Medical Professionals Modify Assessment Tool Considering Ethnic Variances in Kidney Function, Leading to Shift in Wait List Priority: Report

Modern medicine has long recognized inherent physiological distinctions across ethnicities, necessitating personalized healthcare strategies.

One notable distinction arises from the tendency of Black individuals to exhibit markedly elevated serum creatinine levels compared to their White counterparts, sometimes reaching up to six times higher levels. Thus, what might be deemed normal for a Black individual could signify end-stage kidney disease in a White individual.

In tracking the progression of kidney disease, physicians rely on an estimated glomerular filtration rate (eGFR) to assess the kidneys’ efficiency in eliminating excess creatinine from the body. Furthermore, the kidney transplant list prioritizes patients based on their eGFR, ensuring those with more severe conditions receive transplants first.

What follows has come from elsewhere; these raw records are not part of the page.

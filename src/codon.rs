use crate::alignment::{Interval, Snv, NO_CALL};
use crate::error::Error;
use crate::Result;
use log::warn;

/// Number of distinct 2-bit-packed codon values
pub const N_REGULAR_CODONS: usize = 64;
/// Count-table column for frame-preserving indels touching a codon
pub const FRAME_PRESERVING_INDEL_INDEX: usize = 64;
/// Count-table column for frame-shifting indels touching a codon
pub const FRAME_SHIFTING_INDEL_INDEX: usize = 65;
/// 64 codon values plus the two indel columns
pub const CODON_COUNT_ROW_SIZE: usize = 66;

const START_CODON: usize = 0x0E; // ATG
const SENTINEL: usize = usize::MAX;

/// Base triplet for each packed codon value
pub const LABEL_FOR_CODON_VALUE: [&str; N_REGULAR_CODONS] = [
    "AAA", "AAC", "AAG", "AAT", "ACA", "ACC", "ACG", "ACT", "AGA", "AGC", "AGG", "AGT", "ATA",
    "ATC", "ATG", "ATT", "CAA", "CAC", "CAG", "CAT", "CCA", "CCC", "CCG", "CCT", "CGA", "CGC",
    "CGG", "CGT", "CTA", "CTC", "CTG", "CTT", "GAA", "GAC", "GAG", "GAT", "GCA", "GCC", "GCG",
    "GCT", "GGA", "GGC", "GGG", "GGT", "GTA", "GTC", "GTG", "GTT", "TAA", "TAC", "TAG", "TAT",
    "TCA", "TCC", "TCG", "TCT", "TGA", "TGC", "TGG", "TGT", "TTA", "TTC", "TTG", "TTT",
];

/// Checks if the packed codon value is one of TAA, TAG, or TGA
pub fn is_stop(codon_value: usize) -> bool {
    const STOP_OCH: usize = 0x30;
    const STOP_AMB: usize = 0x32;
    const STOP_OPA: usize = 0x38;
    codon_value == STOP_OCH || codon_value == STOP_AMB || codon_value == STOP_OPA
}

fn base_value(base: u8) -> usize {
    match base {
        b'A' => 0,
        b'C' => 1,
        b'G' => 2,
        b'T' => 3,
        _ => unreachable!("non-ACGT base reached codon encoding"),
    }
}

/// One codon-level deviation from the reference ORF.
#[derive(Debug, Clone, Copy, PartialEq, Eq)]
pub enum CodonVariation {
    /// An indel whose net length is not a multiple of 3.
    ///
    /// Consumed by the counting stage (frame-shifting column priority) but never
    /// produced by [`CodonTracker::encode_snvs_as_codons`]; a known gap inherited
    /// from the upstream analysis.
    Frameshift { codon_id: usize },
    /// A whole inserted codon
    Insertion { codon_id: usize, codon_value: usize },
    /// A whole deleted codon
    Deletion { codon_id: usize },
    /// A codon whose value differs from the reference
    Modification { codon_id: usize, codon_value: usize },
}

impl CodonVariation {
    pub fn codon_id(&self) -> usize {
        match *self {
            CodonVariation::Frameshift { codon_id }
            | CodonVariation::Insertion { codon_id, .. }
            | CodonVariation::Deletion { codon_id }
            | CodonVariation::Modification { codon_id, .. } => codon_id,
        }
    }

    pub fn is_frameshift(&self) -> bool {
        matches!(self, CodonVariation::Frameshift { .. })
    }
}

/// The ORF/codon model: exon intervals, the packed reference codon values, and the
/// per-codon observation count table.
#[derive(Debug)]
pub struct CodonTracker {
    ref_seq: Vec<u8>,
    exon_list: Vec<Interval>,
    codon_counts: Vec<[u64; CODON_COUNT_ROW_SIZE]>,
    ref_codon_values: Vec<usize>,
}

However, esteemed institutions have recently united to denounce this approach as racially biased, advocating for the removal of race-based constants from eGFR scores. The National Academies of Sciences, Engineering, and Medicine, along with the American Society of Nephrology (ASN), the National Kidney Foundation (NKF), and the Organ Procurement and Transplantation Network (OTPN), are among these institutions.

“The new formula will deem more than 10 million nonblack patients to have either less severe chronic kidney disease or no disease at all — while deeming more than 1 million black patients to have more severe disease or to have disease for the first time,” a team of researchers publishing in the Journal of the American Society of Nephrology wrote.

“Because the new formula doesn’t include the necessary racial adjustments, however, these reclassifications misrepresent reality,” they added.

The eGFR incorporates ethnicity-based adjustments to accommodate diverse normal creatinine levels, ensuring priority for transplant listing for individuals in critical condition while preventing unnecessary transplants for those less severely ill.

As a consequence, a completely healthy Black individual can now receive a kidney transplant ahead of a dying White individual. Since January 1, 2023, 6,103 Black individuals have surpassed White individuals with more severe kidney disease on the list, resulting in a 1.7-year increase in wait time for sicker kidney patients.